MongoDB's replica sets + sharding Architecture

Reprinted from http://www.cnblogs.com/spnt/

MongoDB's sharding mechanism solves the problems of massive storage and dynamic resizing, but it is highly reliable and highly available from the production environment. sharding is powerless in the case of single point of failure. However, MongoDB's replica set can easily handle single point of failure (spof), so it has a highly available and secure architecture of replica sets + sharding.

The architecture is as follows:

1. Shard server: Use replica sets to ensure that each data node has the backup, automatic fault tolerance transfer, and automatic recovery capabilities.

2. configuration server: use three configuration servers to ensure metadata integrity

3. routing process: use three routing processes to balance and improve client access performance. The architecture is as follows:

Three sharding processes: shard11, shard12, and shard13 form a replica set and provide shard1 functions in sharding.

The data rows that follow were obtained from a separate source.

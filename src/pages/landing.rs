use web_sys::js_sys;
use yew::prelude::*;

use crate::components::chat_preview::{ChatPreview, PreviewMode, PreviewVariant};
use crate::components::chat_script::Turn;
use crate::components::faq::FaqItem;
use crate::components::use_cases::UseCasesSlider;
use crate::config;

/// Conversation played by the hero chat previews.
fn preview_script() -> Vec<Turn> {
    vec![
        Turn::assistant("Hola, soy HeyLuni 👋 ¿En qué te ayudo hoy?"),
        Turn::user("Hazme un resumen de este texto largo."),
        Turn::assistant("Claro. Aquí van los puntos clave en 5 bullets…"),
        Turn::user("Recuérdame mañana a las 9am enviarlo."),
        Turn::assistant("Listo. Te escribo mañana a las 9:00 ✅"),
    ]
}
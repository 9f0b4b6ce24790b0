use gloo_timers::callback::Timeout;
use wasm_bindgen::prelude::Closure;
use wasm_bindgen::JsCast;
use web_sys::MouseEvent;
use yew::prelude::*;

#[derive(Properties, PartialEq)]
pub struct FaqItemProps {
    pub question: String,
    pub id: String,
    pub children: Children,
}

/// Collapsible FAQ entry. Opens when its id matches the URL hash, so
/// individual questions can be linked to directly.
#[function_component(FaqItem)]
pub fn faq_item(props: &FaqItemProps) -> Html {
    let is_open = use_state(|| false);

    {
        let is_open = is_open.clone();
        let id = props.id.clone();
        use_effect_with_deps(
            move |_| {
                let check_hash = move || {
                    if let Some(window) = web_sys::window() {
                        if let Ok(hash) = window.location().hash() {
                            if hash == format!("#{}", id) {
                                is_open.set(true);
                                // Small delay so the answer is expanded
                                // before scrolling to it.
                                let id = id.clone();
                                let timeout = Timeout::new(100, move || {
                                    if let Some(element) = window
                                        .document()
                                        .and_then(|doc| doc.get_element_by_id(&id))
                                    {
                                        element.scroll_into_view_with_bool(true);
                                    }
                                });
                                timeout.forget();
                            }
                        }
                    }
                };

                check_hash();

                if let Some(window) = web_sys::window() {
                    let callback = Closure::wrap(Box::new(move || {
                        check_hash();
                    }) as Box<dyn FnMut()>);
                    let _ = window.add_event_listener_with_callback(
                        "hashchange",
                        callback.as_ref().unchecked_ref(),
                    );
                    callback.forget();
                }

                || ()
            },
            (),
        );
    }

    let toggle = {
        let is_open = is_open.clone();
        Callback::from(move |e: MouseEvent| {
            e.prevent_default();
            is_open.set(!*is_open);
        })
    };

    html! {
        <div id={props.id.clone()} class={classes!("faq-item", (*is_open).then_some("open"))}>
            <button class="faq-question" onclick={toggle}>
                <span class="question-text">{ &props.question }</span>
                <span class="toggle-icon">{ if *is_open { "−" } else { "+" } }</span>
            </button>
            <div class="faq-answer">
                { for props.children.iter() }
            </div>
        </div>
    }
}
use gloo_timers::callback::Timeout;
use yew::prelude::*;

use super::chat_script::{
    build_steps, next_index, revealed, step_delay, typing_side, Side, Timings, Turn,
};

#[derive(Clone, Copy, PartialEq)]
pub enum PreviewVariant {
    Card,
    Inline,
}

#[derive(Clone, Copy, PartialEq)]
pub enum PreviewMode {
    Animated,
    Static,
}

#[derive(Properties, PartialEq)]
pub struct ChatPreviewProps {
    /// The scripted conversation, fixed for the component's lifetime.
    pub script: Vec<Turn>,
    #[prop_or(PreviewVariant::Card)]
    pub variant: PreviewVariant,
    #[prop_or(PreviewMode::Animated)]
    pub mode: PreviewMode,
    #[prop_or_default]
    pub timings: Timings,
}

/// Simulated WhatsApp conversation that reveals its script turn by turn with
/// typing pauses and loops forever. `Static` mode shows the whole script at
/// once and never arms a timer.
#[function_component(ChatPreview)]
pub fn chat_preview(props: &ChatPreviewProps) -> Html {
    let steps = use_memo(|script| build_steps(script), props.script.clone());
    let step_index = use_state(|| 0usize);

    {
        let step_index = step_index.clone();
        let steps = steps.clone();
        let timings = props.timings;
        let current_index = *step_index;
        use_effect_with_deps(
            move |(index, mode, _script)| {
                // At most one timer is pending per instance. The destructor
                // runs before the next arm and on unmount, so a stale
                // callback can never fire after teardown.
                let mut pending: Option<Timeout> = None;
                if *mode == PreviewMode::Animated && !steps.is_empty() {
                    let delay = step_delay(&steps, *index, &timings);
                    let next = next_index(steps.len(), *index);
                    let step_index = step_index.clone();
                    pending = Some(Timeout::new(delay, move || step_index.set(next)));
                }
                move || drop(pending)
            },
            (current_index, props.mode, props.script.clone()),
        );
    }

    let (bubbles, typing): (Vec<&Turn>, Option<Side>) = match props.mode {
        PreviewMode::Static => (props.script.iter().collect(), None),
        PreviewMode::Animated => (
            revealed(&steps, *step_index),
            typing_side(&steps, *step_index),
        ),
    };

    let wrapper_class = match props.variant {
        PreviewVariant::Card => "chat-card",
        PreviewVariant::Inline => "chat-inline",
    };

    html! {
        <div class={wrapper_class} aria-label="Vista previa de chat">
            { for bubbles.iter().map(|turn| html! {
                <div class={classes!("chat-row", turn.side.class())}>
                    <div class={classes!("bubble", turn.emphasized.then_some("green"))}>
                        { &turn.text }
                    </div>
                </div>
            })}
            { if let Some(side) = typing {
                html! {
                    <div class={classes!("chat-row", side.class())}>
                        <div class="bubble typing" aria-live="polite" aria-label="Escribiendo">
                            <span class="dot"></span>
                            <span class="dot"></span>
                            <span class="dot"></span>
                        </div>
                    </div>
                }
            } else {
                html! {}
            }}
        </div>
    }
}
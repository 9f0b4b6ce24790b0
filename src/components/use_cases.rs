use yew::prelude::*;

struct UseCase {
    icon: &'static str,
    title: &'static str,
    desc: &'static str,
}

const USE_CASES: [UseCase; 6] = [
    UseCase {
        icon: "fa-solid fa-book-open",
        title: "Resúmenes",
        desc: "De textos largos a puntos clave.",
    },
    UseCase {
        icon: "fa-solid fa-calendar-days",
        title: "Recordatorios",
        desc: "Fechas y pendientes sin olvidar.",
    },
    UseCase {
        icon: "fa-solid fa-feather",
        title: "Redacción",
        desc: "Mensajes y emails con buen tono.",
    },
    UseCase {
        icon: "fa-solid fa-gem",
        title: "Ideas",
        desc: "Brainstorming para proyectos y contenidos.",
    },
    UseCase {
        icon: "fa-solid fa-globe",
        title: "Búsqueda",
        desc: "Encuentra info y entiéndela fácil.",
    },
    UseCase {
        icon: "fa-solid fa-check",
        title: "Tareas",
        desc: "Listas y siguientes acciones.",
    },
];

/// Horizontal carousel of use-case cards. The list is rendered twice so the
/// pure-CSS scroll animation can loop without a visible seam.
#[function_component(UseCasesSlider)]
pub fn use_cases_slider() -> Html {
    html! {
        <div class="carousel" role="region" aria-label="Casos de uso">
            <div class="carousel-track">
                { for USE_CASES.iter().chain(USE_CASES.iter()).map(|it| html! {
                    <div class="slide" aria-label={format!("{}: {}", it.title, it.desc)}>
                        <i class={format!("slide-icon {}", it.icon)} aria-hidden="true"></i>
                        <div class="slide-copy">
                            <div class="slide-title">{ it.title }</div>
                            <div class="slide-desc">{ it.desc }</div>
                        </div>
                    </div>
                })}
            </div>
        </div>
    }
}
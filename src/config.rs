//! Site-wide constants and link builders.

/// Number the WhatsApp deep link points at, in international format.
pub const WHATSAPP_NUMBER: &str = "5215592256099";

/// Pre-filled greeting, already percent-encoded for the wa.me query string.
const WHATSAPP_GREETING: &str = "Hola%2C%20hola";

/// Deep link that opens a WhatsApp chat with HeyLuni.
pub fn whatsapp_link() -> String {
    format!("https://wa.me/{}?text={}", WHATSAPP_NUMBER, WHATSAPP_GREETING)
}

#[cfg(test)]
mod tests {
    use super::*;

    #[test]
    fn whatsapp_link_targets_wa_me() {
        let link = whatsapp_link();
        assert!(link.starts_with("https://wa.me/"));
        assert!(link.contains(WHATSAPP_NUMBER));
        assert!(link.contains("?text="));
    }
}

Three sharding processes: shard21, shard22, and shard23 form a replica set to provide shard2 functions in sharding.

Three configuration server processes and three router Processes

Bytes --------------------------------------------------------------------------------------------

Now we start to build the entire architecture (because there are not so many machines, I still use a local directory to simulate the machine)

Host	IP	Service and Port
Servera Mongodb1 DB2 Connector Mongodb3 Mongodb4	127.0.0.1	Mongod shard11: 10000 Mongod shard21: 20000 Mongod config Mongos: 40000
Serverb Mongodb5 Mongodb6 Mongodb7 Mongodb4	127.0.0.1	Mongod shard12: 10001 Mongod shard22: 20001 Mongod config Mongos: 40000
Serverc Mongodb9 Mongodb8 Mongodb11 Mongodb4	127.0.0.1	Mongod shard13: 10002 Mongod shard23: 20002 Mongod config :30002 Mongos: 40000

1. Start the shard1 process and configure replica sets.

Start the mongod shard11 process. Replica Set Name: shard1

Start the mongod shard12 process and set the replica set: shard1

Start the mongod shard13 process and set the replica set: shard1

Configure these three processes as replica sets and open a new cmd to execute various non-startup commands, connect to any of the above three processes, and configure them as replica sets. The operations are as follows:

 

2. Start the shard2 process and configure replica sets.

Start the mongod shard21 process. Replica Set Name: shard2

Start the mongod shard22 process and set the replica set: shard2

Start the mongod shard23 process and set the replica set: shard2

Configure these three processes as replica sets. The operations are as follows:

 

By now, the parts of the two replica sets have been configured. The configuration below is config server and route process.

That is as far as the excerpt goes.